Gli elementi sono sempre al proprio posto, ecco. La pelle del festival è mutata dalle prime edizioni, ovviamente: ma è uno di quei casi in cui è stupido ed un po’ egoista fare i nostalgici, gli “Era meglio quando eravamo in 300 lì nella chiesetta accanto al MACBA“, perché l’idea di unire in modo organico ed accurato grandi folle e ricerca musicale, raver pedalatori ventenni ed intellettuali vezzosi pluricinquantenni (più tutto quello che ci sta in mezzo), è una utopia meravigliosa, e che per quanto ci riguarda resterà sempre e comunque più meravigliosa – anzi, prima di tutto coraggiosa – di chi invece pensa solo a presidiare la propria “nazione d’appartenenza”, mainstream o underground che sia, per quanto bene e con cuore possa farlo.

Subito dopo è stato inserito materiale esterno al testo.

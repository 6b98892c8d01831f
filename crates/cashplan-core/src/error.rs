//! # Error Types
//!
//! Domain-specific error types for cashplan-core.
//!
//! ## Error Hierarchy
//! ```text
//! ┌─────────────────────────────────────────────────────────────────────────┐
//! │                         Error Types                                     │
//! │                                                                         │
//! │  cashplan-core errors (this file)                                      │
//! │  ├── CoreError        - Request rejected before any note is counted    │
//! │  └── ValidationError  - Input validation failures                      │
//! │                                                                         │
//! │  cashplan-db errors (separate crate)                                   │
//! │  └── DbError          - Store and inventory transaction failures       │
//! │                                                                         │
//! │  CLI errors (in app)                                                   │
//! │  └── AppError         - Coded error printed by the binary              │
//! │                                                                         │
//! │  Flow: ValidationError → CoreError → DbError → AppError → stderr       │
//! └─────────────────────────────────────────────────────────────────────────┘
//! ```
//!
//! ## What Is NOT An Error
//! An amount that cannot be paid out exactly is a normal outcome, reported
//! as [`crate::BreakdownResult::Failure`]. Errors here mean the request
//! itself was malformed.

use thiserror::Error;

// =============================================================================
// Core Error
// =============================================================================

/// Core business logic errors.
///
/// Raised before the breakdown algorithm runs; a request that produces one
/// of these never reads or touches inventory.
#[derive(Debug, Error)]
pub enum CoreError {
    /// Target amount is zero or negative.
    #[error("Salary must be greater than 0 (got {amount})")]
    InvalidAmount { amount: i64 },

    /// The caller selected no denominations at all.
    #[error("At least one denomination must be selected")]
    NoDenominationsSelected,

    /// A denomination value is zero or negative.
    #[error("Invalid denomination {value}: values must be positive")]
    InvalidDenomination { value: i64 },

    /// The same denomination was listed twice.
    ///
    /// ## Why Reject Instead Of Dedupe
    /// A duplicated value in an inventory request would otherwise be
    /// consulted twice against one stock count.
    #[error("Duplicate denomination {value}")]
    DuplicateDenomination { value: i64 },

    /// The minimal-note solver would need more table states than allowed.
    #[error(
        "Amount {amount} needs {states} states for the optimal strategy (limit {max}); use the greedy strategy"
    )]
    AmountTooLargeForOptimal { amount: i64, states: i64, max: i64 },

    /// Applying a consumption would drive a stock count below zero.
    #[error("Insufficient notes of {value}: available {available}, requested {requested}")]
    InsufficientNotes {
        value: i64,
        available: i64,
        requested: i64,
    },

    /// Validation error (wraps ValidationError).
    #[error("Validation error: {0}")]
    Validation(#[from] ValidationError),
}

// =============================================================================
// Validation Error
// =============================================================================

/// Input validation errors.
///
/// These errors occur when user input doesn't meet requirements.
/// Used for early validation before business logic runs.
#[derive(Debug, Error)]
pub enum ValidationError {
    /// A required field is missing or empty.
    #[error("{field} is required")]
    Required { field: String },

    /// Field value is too long.
    #[error("{field} must be at most {max} characters")]
    TooLong { field: String, max: usize },

    /// Numeric value is out of range.
    #[error("{field} must be between {min} and {max}")]
    OutOfRange { field: String, min: i64, max: i64 },

    /// Value must be positive.
    #[error("{field} must be positive")]
    MustBePositive { field: String },

    /// Value must not be negative.
    #[error("{field} cannot be negative")]
    MustNotBeNegative { field: String },

    /// Invalid format (e.g., invalid UUID).
    #[error("{field} has invalid format: {reason}")]
    InvalidFormat { field: String, reason: String },

    /// Value is not in allowed set.
    #[error("{field} must be one of: {allowed:?}")]
    NotAllowed { field: String, allowed: Vec<String> },
}

// =============================================================================
// Result Type Alias
// =============================================================================

/// Convenience type alias for Results with CoreError.
pub type CoreResult<T> = Result<T, CoreError>;

// =============================================================================
// Unit Tests
// =============================================================================
/// Outcome of a breakdown request.
///
/// ## Serialized Shape
/// ```json
/// {"status":"success","lines":[{"value":1000,"count":1}],"total_notes":1}
/// {"status":"failure","amount":300,"remainder":50,"kind":"unrepresentable_amount","reason":"..."}
/// ```
#[derive(Debug, Clone, PartialEq, Eq, Serialize, Deserialize)]
#[serde(tag = "status", rename_all = "snake_case")]
pub enum BreakdownResult {
    Success(Breakdown),
    Failure(BreakdownFailure),
}

impl BreakdownResult {
    pub fn is_success(&self) -> bool {
        matches!(self, BreakdownResult::Success(_))
    }

    /// Lines of a success; empty for a failure.
    pub fn lines(&self) -> &[BreakdownLine] {
        match self {
            BreakdownResult::Success(breakdown) => &breakdown.lines,
            BreakdownResult::Failure(_) => &[],
        }
    }

    /// Note total of a success; zero for a failure.
    pub fn total_notes(&self) -> i64 {
        match self {
            BreakdownResult::Success(breakdown) => breakdown.total_notes,
            BreakdownResult::Failure(_) => 0,
        }
    }

    /// Unpaid amount; zero for a success.
    pub fn remainder(&self) -> i64 {
        match self {
            BreakdownResult::Success(_) => 0,
            BreakdownResult::Failure(failure) => failure.remainder,
        }
    }

    pub fn message(&self) -> &str {
        match self {
            BreakdownResult::Success(_) => SUCCESS_MESSAGE,
            BreakdownResult::Failure(failure) => &failure.reason,
        }
    }

    /// Notes to remove from inventory. Empty for a failure.
    pub fn consumption(&self) -> Consumption {
        Consumption::from_lines(self.lines())
    }

    pub fn as_breakdown(&self) -> Option<&Breakdown> {
        match self {
            BreakdownResult::Success(breakdown) => Some(breakdown),
            BreakdownResult::Failure(_) => None,
        }
    }

    /// Applies a currency code to the failure reason, if any.
    pub fn with_currency(self, currency: &str) -> Self {
        match self {
            BreakdownResult::Failure(failure) => {
                BreakdownResult::Failure(failure.with_currency(currency))
            }
            success => success,
        }
    }
}

// =============================================================================
// Strategy
// =============================================================================

/// How notes are chosen.
#[derive(Debug, Clone, Copy, Default, PartialEq, Eq, Hash, Serialize, Deserialize)]
#[serde(rename_all = "lowercase")]
pub enum Strategy {
    /// Largest note first, no backtracking.
    #[default]
    Greedy,
    /// Fewest notes, respecting stock. Bounded by
    /// [`optimal::MAX_OPTIMAL_STATES`].
    Optimal,
}

impl fmt::Display for Strategy {
    fn fmt(&self, f: &mut fmt::Formatter<'_>) -> fmt::Result {
        match self {
            Strategy::Greedy => write!(f, "greedy"),
            Strategy::Optimal => write!(f, "optimal"),
        }
    }
}

impl FromStr for Strategy {
    type Err = ValidationError;

    fn from_str(s: &str) -> Result<Self, Self::Err> {
        match s.trim().to_lowercase().as_str() {
            "greedy" => Ok(Strategy::Greedy),
            "optimal" => Ok(Strategy::Optimal),
            _ => Err(ValidationError::NotAllowed {
                field: "strategy".to_string(),
                allowed: vec!["greedy".to_string(), "optimal".to_string()],
            }),
        }
    }
}

// =============================================================================
// Algorithms
// =============================================================================

/// Greedy breakdown with unlimited notes.
///
/// Expects a positive amount; use [`calculate`] for unvalidated input.
pub fn breakdown(amount: i64, denominations: &DenominationSet) -> BreakdownResult {
    greedy(amount, denominations, FailureKind::UnrepresentableAmount, |_| {
        i64::MAX
    })
}

/// Greedy breakdown capped by the notes on hand.
///
/// Values missing from `available` count as zero. The caller applies
/// `result.consumption()` to its stock only when the result is a success.
pub fn breakdown_with_limits(
    amount: i64,
    denominations: &DenominationSet,
    available: &Inventory,
) -> BreakdownResult {
    greedy(amount, denominations, FailureKind::InsufficientSupply, |value| {
        available.available(value)
    })
}

fn greedy<F>(
    amount: i64,
    denominations: &DenominationSet,
    kind: FailureKind,
    limit: F,
) -> BreakdownResult
where
    F: Fn(i64) -> i64,
{
    let mut remaining = amount;
    let mut lines = Vec::new();

    for &value in denominations.values() {
        if remaining < value {
            continue;
        }
        let take = (remaining / value).min(limit(value).max(0));
        if take > 0 {
            lines.push(BreakdownLine::new(value, take));
            remaining -= value * take;
        }
    }

    if remaining != 0 {
        return BreakdownResult::Failure(BreakdownFailure::new(amount, remaining, kind));
    }

    BreakdownResult::Success(Breakdown::from_lines(lines))
}

/// Validates input and runs the unlimited greedy breakdown.
///
/// ```rust
/// use cashplan_core::breakdown::calculate;
///
/// let result = calculate(300, &[250]).unwrap();
/// assert!(!result.is_success());
/// assert_eq!(result.remainder(), 50);
/// ```
pub fn calculate(amount: i64, denominations: &[i64]) -> CoreResult<BreakdownResult> {
    validate_amount(amount)?;
    let set = DenominationSet::new(denominations)?;
    Ok(breakdown(amount, &set))
}

/// Validates input and runs the stock-capped greedy breakdown.
///
/// Pure: `inventory` is not modified. The returned consumption equals the
/// success lines and is empty on failure.
pub fn calculate_with_inventory(
    amount: i64,
    denominations: &[i64],
    inventory: &Inventory,
) -> CoreResult<(BreakdownResult, Consumption)> {
    validate_amount(amount)?;
    let set = DenominationSet::new(denominations)?;
    let result = breakdown_with_limits(amount, &set, inventory);
    let consumption = result.consumption();
    Ok((result, consumption))
}

/// Runs the selected strategy, constrained when an inventory is given.
pub fn plan(
    amount: i64,
    denominations: &DenominationSet,
    inventory: Option<&Inventory>,
    strategy: Strategy,
) -> CoreResult<BreakdownResult> {
    validate_amount(amount)?;
    match (strategy, inventory) {
        (Strategy::Greedy, None) => Ok(breakdown(amount, denominations)),
        (Strategy::Greedy, Some(stock)) => Ok(breakdown_with_limits(amount, denominations, stock)),
        (Strategy::Optimal, stock) => optimal::solve(amount, denominations, stock),
    }
}

// =============================================================================
// Unit Tests
// =============================================================================

#[cfg(test)]
mod tests {
    use super::*;

    fn set(values: &[i64]) -> DenominationSet {
        DenominationSet::new(values).unwrap()
    }

    fn stock(pairs: &[(i64, i64)]) -> Inventory {
        pairs.iter().copied().collect()
    }

    #[test]
    fn test_denomination_set_validation() {
        assert!(matches!(
            DenominationSet::new(&[]),
            Err(CoreError::NoDenominationsSelected)
        ));
        assert!(matches!(
            DenominationSet::new(&[500, 0]),
            Err(CoreError::InvalidDenomination { value: 0 })
        ));
        assert!(matches!(
            DenominationSet::new(&[500, 250, 500]),
            Err(CoreError::DuplicateDenomination { value: 500 })
        ));
        assert_eq!(set(&[250, 50_000, 1_000]).values(), &[50_000, 1_000, 250]);
        assert_eq!(set(&[1_000, 600]).gcd(), 200);
        assert_eq!(set(&[250]).gcd(), 250);
    }

    #[test]
    fn test_unlimited_exact() {
        let result = calculate(1_750, &[1_000, 500, 250]).unwrap();
        assert_eq!(
            result.lines(),
            &[
                BreakdownLine::new(1_000, 1),
                BreakdownLine::new(500, 1),
                BreakdownLine::new(250, 1)
            ]
        );
        assert_eq!(result.total_notes(), 3);
        assert_eq!(result.message(), SUCCESS_MESSAGE);
    }

    #[test]
    fn test_unlimited_unrepresentable() {
        let result = calculate(300, &[250]).unwrap();
        match result {
            BreakdownResult::Failure(failure) => {
                assert_eq!(failure.remainder, 50);
                assert_eq!(failure.kind, FailureKind::UnrepresentableAmount);
                assert_eq!(
                    failure.reason,
                    "Cannot make exact change for 300 IQD with the selected denominations. Remaining: 50 IQD"
                );
            }
            other => panic!("expected failure, got {:?}", other),
        }
    }

    #[test]
    fn test_invalid_input_is_rejected_before_running() {
        assert!(matches!(
            calculate(0, &[250]),
            Err(CoreError::InvalidAmount { amount: 0 })
        ));
        assert!(matches!(
            calculate(-5, &[250]),
            Err(CoreError::InvalidAmount { .. })
        ));
        assert!(matches!(
            calculate(1_000, &[]),
            Err(CoreError::NoDenominationsSelected)
        ));
    }

    #[test]
    fn test_lines_are_exact_descending_and_non_zero() {
        let denominations = [50_000, 25_000, 10_000, 5_000, 1_000, 500, 250];
        for amount in [250, 1_250_000, 1_450_000, 987_750, 50_000, 75_250] {
            let result = calculate(amount, &denominations).unwrap();
            let lines = result.lines();
            assert!(result.is_success());
            assert_eq!(lines.iter().map(|l| l.value * l.count).sum::<i64>(), amount);
            assert!(lines.iter().all(|l| l.count > 0));
            assert!(lines.windows(2).all(|w| w[0].value > w[1].value));
        }
    }

    #[test]
    fn test_deterministic_regardless_of_input_order() {
        let a = calculate(1_250_000, &[250, 500, 1_000, 25_000, 50_000]).unwrap();
        let b = calculate(1_250_000, &[50_000, 25_000, 1_000, 500, 250]).unwrap();
        assert_eq!(a, b);
    }

    #[test]
    fn test_constrained_sufficient() {
        let inventory = stock(&[(1_000, 2), (500, 5)]);
        let (result, consumption) =
            calculate_with_inventory(1_500, &[1_000, 500], &inventory).unwrap();

        assert_eq!(
            result.lines(),
            &[BreakdownLine::new(1_000, 1), BreakdownLine::new(500, 1)]
        );

        let mut after = inventory.clone();
        after.apply(&consumption).unwrap();
        assert_eq!(after.available(1_000), 1);
        assert_eq!(after.available(500), 4);
    }

    #[test]
    fn test_constrained_falls_through_to_smaller_notes() {
        let inventory = stock(&[(1_000, 0), (500, 2)]);
        let (result, _) = calculate_with_inventory(1_000, &[1_000, 500], &inventory).unwrap();
        assert_eq!(result.lines(), &[BreakdownLine::new(500, 2)]);
    }

    #[test]
    fn test_constrained_missing_value_counts_as_zero() {
        let inventory = stock(&[(500, 10)]);
        let (result, _) = calculate_with_inventory(1_000, &[1_000, 500], &inventory).unwrap();
        assert_eq!(result.lines(), &[BreakdownLine::new(500, 2)]);
    }

    #[test]
    fn test_constrained_greedy_gap() {
        let inventory = stock(&[(1_000, 1), (600, 2)]);
        let (result, consumption) =
            calculate_with_inventory(1_200, &[1_000, 600], &inventory).unwrap();

        match &result {
            BreakdownResult::Failure(failure) => {
                assert_eq!(failure.remainder, 200);
                assert_eq!(failure.kind, FailureKind::InsufficientSupply);
                assert!(failure.reason.contains("available denominations"));
                assert!(failure.reason.ends_with("increase available amounts."));
            }
            other => panic!("expected failure, got {:?}", other),
        }
        assert!(consumption.is_empty());
        assert!(result.lines().is_empty());
    }

    #[test]
    fn test_constrained_never_exceeds_stock() {
        let inventory = stock(&[(50_000, 3), (25_000, 1), (10_000, 4), (1_000, 50)]);
        let (result, _) = calculate_with_inventory(
            245_000,
            &[50_000, 25_000, 10_000, 1_000],
            &inventory,
        )
        .unwrap();
        assert!(result.is_success());
        for line in result.lines() {
            assert!(line.count <= inventory.available(line.value));
        }
    }

    #[test]
    fn test_plan_dispatch() {
        let denominations = set(&[1_000, 600]);
        let inventory = stock(&[(1_000, 1), (600, 2)]);

        let greedy = plan(1_200, &denominations, Some(&inventory), Strategy::Greedy).unwrap();
        assert!(!greedy.is_success());

        let optimal = plan(1_200, &denominations, Some(&inventory), Strategy::Optimal).unwrap();
        assert_eq!(optimal.lines(), &[BreakdownLine::new(600, 2)]);

        assert!(plan(0, &denominations, None, Strategy::Optimal).is_err());
    }

    #[test]
    fn test_strategy_parse_and_display() {
        assert_eq!("greedy".parse::<Strategy>().unwrap(), Strategy::Greedy);
        assert_eq!(" Optimal ".parse::<Strategy>().unwrap(), Strategy::Optimal);
        assert!("fastest".parse::<Strategy>().is_err());
        assert_eq!(Strategy::Optimal.to_string(), "optimal");
        assert_eq!(Strategy::default(), Strategy::Greedy);
    }

    #[test]
    fn test_result_serialization_is_tagged() {
        let success = calculate(500, &[250]).unwrap();
        let json = serde_json::to_value(&success).unwrap();
        assert_eq!(json["status"], "success");
        assert_eq!(json["total_notes"], 2);

        let failure = calculate(300, &[250]).unwrap();
        let json = serde_json::to_value(&failure).unwrap();
        assert_eq!(json["status"], "failure");
        assert_eq!(json["kind"], "unrepresentable_amount");
        assert_eq!(json["remainder"], 50);
    }

    #[test]
    fn test_reason_groups_thousands_and_follows_currency() {
        let failure = calculate(1_250_100, &[50_000, 250])
            .unwrap()
            .with_currency("USD");
        assert_eq!(
            failure.message(),
            "Cannot make exact change for 1,250,100 USD with the selected denominations. Remaining: 100 USD"
        );
    }
}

Fuori le date: 16, 17, 18 giugno 2022. La città: la solita, Barcellona. Fuori le info: basta andare sul sito ufficiale. Biglietti: qui. Nelle prossime settimane vi forniremo ulteriori approfondimenti. Ma quello che possiamo dire ora è: il Sónar è tornato. Certo, Putin permettendo, o imprevedibili varianti pandemiche permettendo; ma di tutta la “normalità” che vogliamo riguadagnare, questa – per noi appassionati di un certo tipo – è una delle più preziose, una delle più divertenti, una delle più stimolanti. Per poi tra l’altro provare a migliorare le cose anche in casa nostra, magari.